Juvenile Pilocytic Astrocytoma

Mutation

Tumor growth

Ataxia

For years I googled “drunk walk,” “wobbles,” “poor balance,” “abnormal gait,” and was unable to find much to help determine what was wrong with Kiara. Specialists said she was fine, but in my heart I knew something was wrong. The professionals we went to were confident that it was and inner ear or vestibular problem and not cerebellar, since her symptoms were not like others that they had seen. Days before Kiara’s MRI when we learned that her brain was herniating because of a massive tumor, the neurologist mentioned a word that I hadn’t heard before — ataxia. I got in my car, grabbed my phone, googled ataxia, and felt as though Niagara Falls had opened up on me. This one word was in tons of medical journals and articles that I never accessed before. It was a terrifying word because the diagnoses associated with it were potentially fatal, but it was THE word I needed to know. It’s the reason I created this website.

Ataxia is the presence of abnormal, uncoordinated movements. It is a general term used for a dysfunction of the parts of the nervous system that coordinate movement, such as the cerebellum in the brain. An unsteady, staggering gait is described as an ataxic gait because walking is uncoordinated and appears to be ‘not ordered’. Many motor activities may be described as ataxic if they appear to others, or are perceived by patients, as uncoordinated.

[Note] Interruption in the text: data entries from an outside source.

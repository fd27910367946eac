//! Integration tests for loading inputs and aligning groupings to a transcript

use std::fs;
use std::path::PathBuf;

use pretty_assertions::assert_eq;
use proptest::prelude::*;
use tempfile::TempDir;

use transcript_layout::align::{align, normalize_word, normalize_words};
use transcript_layout::{align_files, try_align_files, wrap_lines, InputError, TranscriptWord};

const JSON_TRANSCRIPT: &str = r#"[
    {"word": "Need", "start": 0.0, "end": 0.3},
    {"word": "to", "start": 0.3, "end": 0.4},
    {"word": "know.", "start": 0.4, "end": 0.7},
    {"word": "You’ll", "start": 1.0, "end": 1.3},
    {"word": "see", "start": 1.3, "end": 1.5},
    {"word": "need", "start": 1.6, "end": 1.9}
]"#;

const TEXT_TRANSCRIPT: &str = "\
Need 0.0 0.3
to 0.3 0.4
know. 0.4 0.7

You'll 1.0 1.3
see 1.3 1.5
need 1.6 1.9
";

/// Write `content` under a fresh temp dir and return its path
fn write_file(dir: &TempDir, name: &str, content: &str) -> PathBuf {
    let path = dir.path().join(name);
    fs::write(&path, content).expect("write fixture");
    path
}

fn starts(results: &[transcript_layout::AlignmentResult]) -> Vec<(f64, f64)> {
    results.iter().map(|r| (r.start_time, r.end_time)).collect()
}

#[test]
fn test_json_transcript_with_text_groupings() {
    let dir = TempDir::new().unwrap();
    let transcript = write_file(&dir, "transcript.json", JSON_TRANSCRIPT);
    let groupings = write_file(&dir, "groupings.txt", "Need to\nknow\n\nyou'll see need\n");

    let results = align_files(&groupings, &transcript);
    assert_eq!(starts(&results), vec![(0.0, 0.4), (0.4, 0.7), (1.0, 1.9)]);
    assert_eq!(results[2].word_range, 3..6);
}

#[test]
fn test_text_transcript_matches_json_transcript() {
    let dir = TempDir::new().unwrap();
    let json = write_file(&dir, "transcript.json", JSON_TRANSCRIPT);
    let text = write_file(&dir, "transcript.txt", TEXT_TRANSCRIPT);
    let groupings = write_file(&dir, "groupings.txt", "need to\nknow\nyou’ll see\nneed\n");

    let from_json = align_files(&groupings, &json);
    let from_text = align_files(&groupings, &text);
    assert_eq!(starts(&from_json), starts(&from_text));
    assert_eq!(from_json.len(), 4);
}

#[test]
fn test_wrapped_json_transcript() {
    let dir = TempDir::new().unwrap();
    let transcript = write_file(
        &dir,
        "transcript.json",
        r#"{"words": [{"text": "hello", "start": 2.0, "end": 2.5}]}"#,
    );
    let groupings = write_file(&dir, "groupings.txt", "Hello!\n");

    let results = align_files(&groupings, &transcript);
    assert_eq!(starts(&results), vec![(2.0, 2.5)]);
}

#[test]
fn test_json_groupings_keep_metadata() {
    let dir = TempDir::new().unwrap();
    let transcript = write_file(&dir, "transcript.json", JSON_TRANSCRIPT);
    let groupings = write_file(
        &dir,
        "groupings.json",
        r#"[
            {"group": "Need to know", "animation_style": "group_basic", "options": ["hold"], "color": "red"},
            {"group": "see need", "animation_style": "word_impact"}
        ]"#,
    );

    let (groupings, report) = try_align_files(&groupings, &transcript).unwrap();
    assert!(report.is_complete());
    assert_eq!(groupings[0].style.as_deref(), Some("group_basic"));
    assert!(groupings[0].has_option("hold"));
    assert_eq!(groupings[0].extra["color"], "red");

    let second = &report.results[1];
    assert_eq!(groupings[second.grouping_index].style.as_deref(), Some("word_impact"));
    assert_eq!((second.start_time, second.end_time), (1.3, 1.9));
}

#[test]
fn test_json_grouping_without_text_is_skipped() {
    let dir = TempDir::new().unwrap();
    let transcript = write_file(&dir, "transcript.json", JSON_TRANSCRIPT);
    let groupings = write_file(
        &dir,
        "groupings.json",
        r#"[{"group": "Need to"}, {"animation_style": "word_impact"}, {"group": "know"}]"#,
    );

    let (groupings, report) = try_align_files(&groupings, &transcript).unwrap();
    assert_eq!(groupings.len(), 3);
    assert!(report.is_complete());
    let indices: Vec<usize> = report.results.iter().map(|r| r.grouping_index).collect();
    assert_eq!(indices, vec![0, 2]);
    assert_eq!(starts(&report.results), vec![(0.0, 0.4), (0.4, 0.7)]);
}

#[test]
fn test_reversed_json_times_are_rejected() {
    let dir = TempDir::new().unwrap();
    let groupings = write_file(&dir, "groupings.txt", "need
");
    let transcript = write_file(
        &dir,
        "transcript.json",
        r#"[{"word": "need", "start": 2.0, "end": 1.0}]"#,
    );

    assert!(align_files(&groupings, &transcript).is_empty());
    assert!(matches!(
        try_align_files(&groupings, &transcript),
        Err(InputError::Json { .. })
    ));
}

#[test]
fn test_malformed_inputs_yield_no_results() {
    let dir = TempDir::new().unwrap();
    let groupings = write_file(&dir, "groupings.txt", "need to\n");

    let bad_json = write_file(&dir, "bad.json", r#"[{"word": "need", "start": "soon"}]"#);
    assert!(align_files(&groupings, &bad_json).is_empty());
    assert!(matches!(
        try_align_files(&groupings, &bad_json),
        Err(InputError::Json { .. })
    ));

    let bad_text = write_file(&dir, "bad.txt", "need 0.0 0.3\nto\n");
    assert!(align_files(&groupings, &bad_text).is_empty());
    let err = try_align_files(&groupings, &bad_text).unwrap_err();
    assert!(matches!(err, InputError::Syntax { .. }));
    assert_eq!(err.span(), Some(&(13..15)));

    let missing = dir.path().join("missing.json");
    assert!(align_files(&groupings, &missing).is_empty());
}

#[test]
fn test_unmatched_grouping_does_not_block_later_ones() {
    let transcript = vec![
        TranscriptWord::new("attention", 0.0, 0.5),
        TranscriptWord::new("is", 0.5, 0.6),
        TranscriptWord::new("all", 0.6, 0.8),
    ];
    let report = align(&transcript, ["attention", "typography", "is all"]);

    assert_eq!(report.results.len(), 2);
    assert_eq!(report.results[1].grouping_index, 2);
    assert_eq!(report.results[1].word_range, 1..3);
    assert_eq!(report.misses.len(), 1);
    assert_eq!(report.misses[0].grouping, "typography");
    assert_eq!(report.misses[0].cursor, 1);
}

#[test]
fn test_line_timings_for_wrapped_grouping() {
    let transcript: Vec<TranscriptWord> = ["attention", "is", "all", "you", "need"]
        .iter()
        .enumerate()
        .map(|(i, w)| TranscriptWord::new(*w, i as f64, i as f64 + 0.5))
        .collect();
    let report = align(&transcript, ["Attention is all you need"]);
    let result = &report.results[0];

    let lines = wrap_lines(&result.grouping, 12);
    assert_eq!(lines, vec!["Attention is", "all you need"]);

    let timings = result.line_timings(&lines);
    assert_eq!(timings.len(), 2);
    assert_eq!((timings[0].start_time, timings[0].end_time), (0.0, 1.5));
    assert_eq!((timings[1].start_time, timings[1].end_time), (2.0, 4.5));
}

const VOCABULARY: [&str; 4] = ["need", "to", "know", "you'll"];

/// Transcript built from vocabulary indices, one second per word
fn transcript_from(indices: &[usize]) -> Vec<TranscriptWord> {
    indices
        .iter()
        .enumerate()
        .map(|(i, &v)| TranscriptWord::new(VOCABULARY[v], i as f64, i as f64 + 0.5))
        .collect()
}

/// Split `words` into consecutive chunks of the given lengths
fn chunk(words: &[TranscriptWord], lengths: &[usize]) -> Vec<(usize, String)> {
    let mut chunks = Vec::new();
    let mut at = 0;
    for &len in lengths {
        if at >= words.len() {
            break;
        }
        let end = (at + len).min(words.len());
        let text = words[at..end]
            .iter()
            .map(|w| w.text.to_uppercase())
            .collect::<Vec<_>>()
            .join(" ");
        chunks.push((at, text));
        at = end;
    }
    chunks
}

proptest! {
    #[test]
    fn consecutive_chunks_all_align_in_place(
        indices in prop::collection::vec(0..VOCABULARY.len(), 1..40),
        lengths in prop::collection::vec(1usize..5, 1..20),
    ) {
        let transcript = transcript_from(&indices);
        let chunks = chunk(&transcript, &lengths);
        let report = align(&transcript, chunks.iter().map(|(_, text)| text.as_str()));

        prop_assert!(report.is_complete());
        prop_assert_eq!(report.results.len(), chunks.len());
        for (result, (start, _)) in report.results.iter().zip(&chunks) {
            prop_assert_eq!(result.word_range.start, *start);
            prop_assert_eq!(result.start_time, transcript[*start].start);
        }
    }

    #[test]
    fn every_match_is_sound_and_ordered(
        indices in prop::collection::vec(0..VOCABULARY.len(), 0..30),
        groupings in prop::collection::vec(
            prop::collection::vec(0..VOCABULARY.len(), 0..4),
            0..10,
        ),
    ) {
        let transcript = transcript_from(&indices);
        let texts: Vec<String> = groupings
            .iter()
            .map(|g| g.iter().map(|&v| VOCABULARY[v]).collect::<Vec<_>>().join(" "))
            .collect();
        let report = align(&transcript, &texts);

        let mut previous_end = 0;
        for result in &report.results {
            let needle = normalize_words(&texts[result.grouping_index]);
            let matched: Vec<String> = transcript[result.word_range.clone()]
                .iter()
                .map(|w| normalize_word(&w.text))
                .collect();
            prop_assert_eq!(matched, needle);
            prop_assert!(result.word_range.start >= previous_end);
            prop_assert_eq!(result.start_time, transcript[result.word_range.start].start);
            prop_assert_eq!(result.end_time, transcript[result.word_range.end - 1].end);
            previous_end = result.word_range.end;
        }

        let empty = texts.iter().filter(|t| t.trim().is_empty()).count();
        prop_assert_eq!(report.results.len() + report.misses.len() + empty, texts.len());
    }
}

Kiara never gained the strength and stability that most kids develop after they’re toddlers. She always had a drunk walk and easily lost her balance. She started seeing a chiropractor to see if alignment and symmetry could help her with stability. I thought it may have been torticollis that was throwing her off balance. A few months later, she began weekly physical therapy appointments. Later it was vision therapy for 18 months. We didn’t know that it was a brain tumor in her cerebellum.